Using host-responses and pathogen genomics to improve diagnostics for tuberculosis in Bandung, Indonesia
Lead Research Organisation:
London School of Hygiene & Tropical Medicine
Department Name: Infectious and Tropical Diseases
Abstract
Tuberculosis disease (TB) is a major public health issue in Indonesia with over one million cases and 123,000 deaths in 2016 alone. Worldwide, the World Health Organisation estimates that there are nine million new TB cases and nearly two million deaths each year. The increasing prevalence of multi-drug resistance strains is making disease control difficult. Until today, diagnosing active TB, especially in the early stages, is difficult and requires a sputum sample. In addition, current treatment takes more than 6 months of therapy, with diagnostics unable to help identify early treatment failure. An eventual diagnosis of drug resistance may mean extended further treatment for 2 years.
This project seeks to identify a new diagnostic assay that uses a small blood sample to measure the patient's response to the tuberculosis infection, instead of looking for the tuberculosis bacterium directly. This assay could be able to identify patients earlier and monitor their treatment response. This would allow earlier treatment and more rapid ability to alter therapy to a more appropriate regimen.
This project will link the Dr. Hasan Sadikin Hospital, Faculty of Medicine Universitas Padjadjaran (DHSH-UNPAD), with the Eijkman Institute for Molecular Biology and the London School of Hygiene and Tropical Medicine - three institutions at the forefront of infectious disease research - to enable world class research. The project will also allow for the training of Indonesian researchers in genomic technologies and analysis to allow local capacity building.
This project seeks to identify a new diagnostic assay that uses a small blood sample to measure the patient's response to the tuberculosis infection, instead of looking for the tuberculosis bacterium directly. This assay could be able to identify patients earlier and monitor their treatment response. This would allow earlier treatment and more rapid ability to alter therapy to a more appropriate regimen.

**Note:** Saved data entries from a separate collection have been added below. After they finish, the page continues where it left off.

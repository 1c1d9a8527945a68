//! Pause/resume/stop signalling
//!
//! A [`ControlSignal`] is owned by one job's controller; every segment worker
//! holds a [`ControlReceiver`]. The state lives in a `tokio::sync::watch`
//! channel so a paused worker parks on `changed()` instead of spinning.

use crate::error::{EngineError, Result};
use serde::{Deserialize, Serialize};
use tokio::sync::watch;

/// Shared run state observed by all workers of a job
#[derive(Debug, Clone, Copy, PartialEq, Eq, Serialize, Deserialize)]
#[serde(rename_all = "lowercase")]
pub enum ControlState {
    Running,
    Paused,
    Stopped,
}

/// Writer side of the control channel
#[derive(Debug)]
pub struct ControlSignal {
    tx: watch::Sender<ControlState>,
}

impl ControlSignal {
    /// Create a signal in the `Running` state
    pub fn new() -> Self {
        let (tx, _) = watch::channel(ControlState::Running);
        Self { tx }
    }

    /// Current state
    pub fn state(&self) -> ControlState {
        *self.tx.borrow()
    }

    /// New receiver for a worker
    pub fn subscribe(&self) -> ControlReceiver {
        ControlReceiver {
            rx: self.tx.subscribe(),
        }
    }

    /// Running -> Paused. Returns true if the state changed.
    pub fn pause(&self) -> bool {
        self.transition(ControlState::Running, ControlState::Paused)
    }

    /// Paused -> Running. Returns true if the state changed.
    pub fn resume(&self) -> bool {
        self.transition(ControlState::Paused, ControlState::Running)
    }

    /// Any state -> Stopped. Stopped is terminal. Returns true if the state changed.
    pub fn stop(&self) -> bool {
        self.tx.send_if_modified(|state| {
            if *state == ControlState::Stopped {
                false
            } else {
                *state = ControlState::Stopped;
                true
            }
        })
    }

    fn transition(&self, from: ControlState, to: ControlState) -> bool {
        self.tx.send_if_modified(|state| {
            if *state == from {
                *state = to;
                true
            } else {
                false
            }
        })
    }
}

impl Default for ControlSignal {
    fn default() -> Self {
        Self::new()
    }
}

/// Reader side of the control channel, held by workers
#[derive(Debug, Clone)]
pub struct ControlReceiver {
    rx: watch::Receiver<ControlState>,
}

impl ControlReceiver {
    /// Block until the job is running.
    ///
    /// Returns immediately when running, parks while paused and yields
    /// [`EngineError::Cancelled`] once stopped. A dropped signal counts as
    /// stopped.
    pub async fn wait_until_running(&mut self) -> Result<()> {
        match self
            .rx
            .wait_for(|state| *state != ControlState::Paused)
            .await
        {
            Ok(state) if *state == ControlState::Running => {}
            _ => return Err(EngineError::Cancelled),
        }

        // wait_for matches the last value before noticing the sender is gone
        if self.rx.has_changed().is_err() {
            return Err(EngineError::Cancelled);
        }
        Ok(())
    }

    /// Resolve once the job is stopped (or the signal is dropped)
    pub async fn stopped(&mut self) {
        let _ = self
            .rx
            .wait_for(|state| *state == ControlState::Stopped)
            .await;
    }
}

#[cfg(test)]
mod tests {
    use super::*;
    use std::time::Duration;

    #[test]
    fn test_pause_and_resume_are_idempotent() {
        let signal = ControlSignal::new();
        assert!(signal.pause());
        assert!(!signal.pause());
        assert_eq!(signal.state(), ControlState::Paused);

        assert!(signal.resume());
        assert!(!signal.resume());
        assert_eq!(signal.state(), ControlState::Running);
    }

    #[test]
    fn test_stopped_is_terminal() {
        let signal = ControlSignal::new();
        signal.pause();
        assert!(signal.stop());
        assert!(!signal.stop());
        assert!(!signal.resume());
        assert!(!signal.pause());
        assert_eq!(signal.state(), ControlState::Stopped);
    }

    #[tokio::test]
    async fn test_wait_until_running_parks_while_paused() {
        let signal = ControlSignal::new();
        let mut rx = signal.subscribe();
        signal.pause();

        let waiter = tokio::spawn(async move { rx.wait_until_running().await });
        tokio::time::sleep(Duration::from_millis(50)).await;
        assert!(!waiter.is_finished());

        signal.resume();
        let result = tokio::time::timeout(Duration::from_secs(1), waiter)
            .await
            .expect("waiter should wake on resume")
            .unwrap();
        assert!(result.is_ok());
    }

    #[tokio::test]
    async fn test_stop_wakes_paused_worker_with_cancelled() {
        let signal = ControlSignal::new();
        let mut rx = signal.subscribe();
        signal.pause();

        let waiter = tokio::spawn(async move { rx.wait_until_running().await });
        signal.stop();
        let result = tokio::time::timeout(Duration::from_secs(1), waiter)
            .await
            .expect("waiter should wake on stop")
            .unwrap();
        assert!(matches!(result, Err(EngineError::Cancelled)));
    }

    #[tokio::test]
    async fn test_dropped_signal_counts_as_stopped() {
        let signal = ControlSignal::new();
        let mut rx = signal.subscribe();
        drop(signal);
        assert!(matches!(
            rx.wait_until_running().await,
            Err(EngineError::Cancelled)
        ));
    }

    #[tokio::test]
    async fn test_dropped_signal_wakes_paused_worker() {
        let signal = ControlSignal::new();
        let mut rx = signal.subscribe();
        signal.pause();

        let waiter = tokio::spawn(async move { rx.wait_until_running().await });
        tokio::time::sleep(Duration::from_millis(20)).await;
        drop(signal);
        let result = tokio::time::timeout(Duration::from_secs(1), waiter)
            .await
            .expect("waiter should wake when the signal is dropped")
            .unwrap();
        assert!(matches!(result, Err(EngineError::Cancelled)));
    }

    #[tokio::test]
    async fn test_stopped_resolves_when_signal_dropped() {
        let signal = ControlSignal::new();
        let mut rx = signal.subscribe();
        drop(signal);
        tokio::time::timeout(Duration::from_secs(1), rx.stopped())
            .await
            .expect("stopped() should resolve once the signal is gone");
    }
}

This project will link the Dr. Hasan Sadikin Hospital, Faculty of Medicine Universitas Padjadjaran (DHSH-UNPAD), with the Eijkman Institute for Molecular Biology and the London School of Hygiene and Tropical Medicine - three institutions at the forefront of infectious disease research - to enable world class research. The project will also allow for the training of Indonesian researchers in genomic technologies and analysis to allow local capacity building.
Technical Summary
Tuberculosis disease (TB), caused by M. tuberculosis (Mtb), is an important global public health issue. Indonesia remains one of the 22 high-TB burden countries in the world. Improving diagnostic tools for TB could assist the identification of active disease and evaluation of the response of anti-tuberculosis treatments, ultimately leading to disease control. Our study aims to use next-generation sequencing and bioinformatic techniques to characterise the human response to Mtb infection, which has previously been shown to offer an accurate and sensitive diagnostic for active TB. However, previous work has not assessed the impact of Mtb strain on diagnostic ability, or converted these signatures into useable in-house assays, such as PCR. In this project, we will seek to generate a human blood transcriptome based risk score, measured by a PCR assay that can be used in Indonesia across their strain diversity and local environments. Insights from this work could lead new diagnostics and control policy. This project will also capacity build in Indonesia for genomic technologies and analysis.
Planned Impact
The economy
Advances in sequencing technology now allow the genomic characterisation of tuberculosis (TB) on an unprecedented scale, and have the potential to greatly accelerate research aimed at understanding the biology of the disease. The knowledge generated in the project and application of the research could ultimately benefit the pharmaceutical industry and those developing TB diagnostics and vaccines, as well as communities in Indonesia, the UK, and other countries exposed to the disease. Ultimately, through reduced TB occurrence, the knowledge gained in this study could improve the health and wealth of the both participating nations and globally. The methods used in this project could have application beyond TB, so help more widely in the control and prevention of infectious diseases, with associated economic benefits.
The general public
TB kills ~2 million people globally each year, and drug resistant forms are making control difficult. Indonesia is a high-TB burden country, where TB affects predominantly the working population. Knowledge generated in the project could lead to better access to safer and more effective medicines, vaccines and improved methods of rapid diagnosis. Genomics insights could lead ultimately to improved control measures adopted globally. The project therefore specifically addresses the MRC strategic aim to impact positively on global health, and to assist with bringing the health impacts of fundamental research to people more quickly.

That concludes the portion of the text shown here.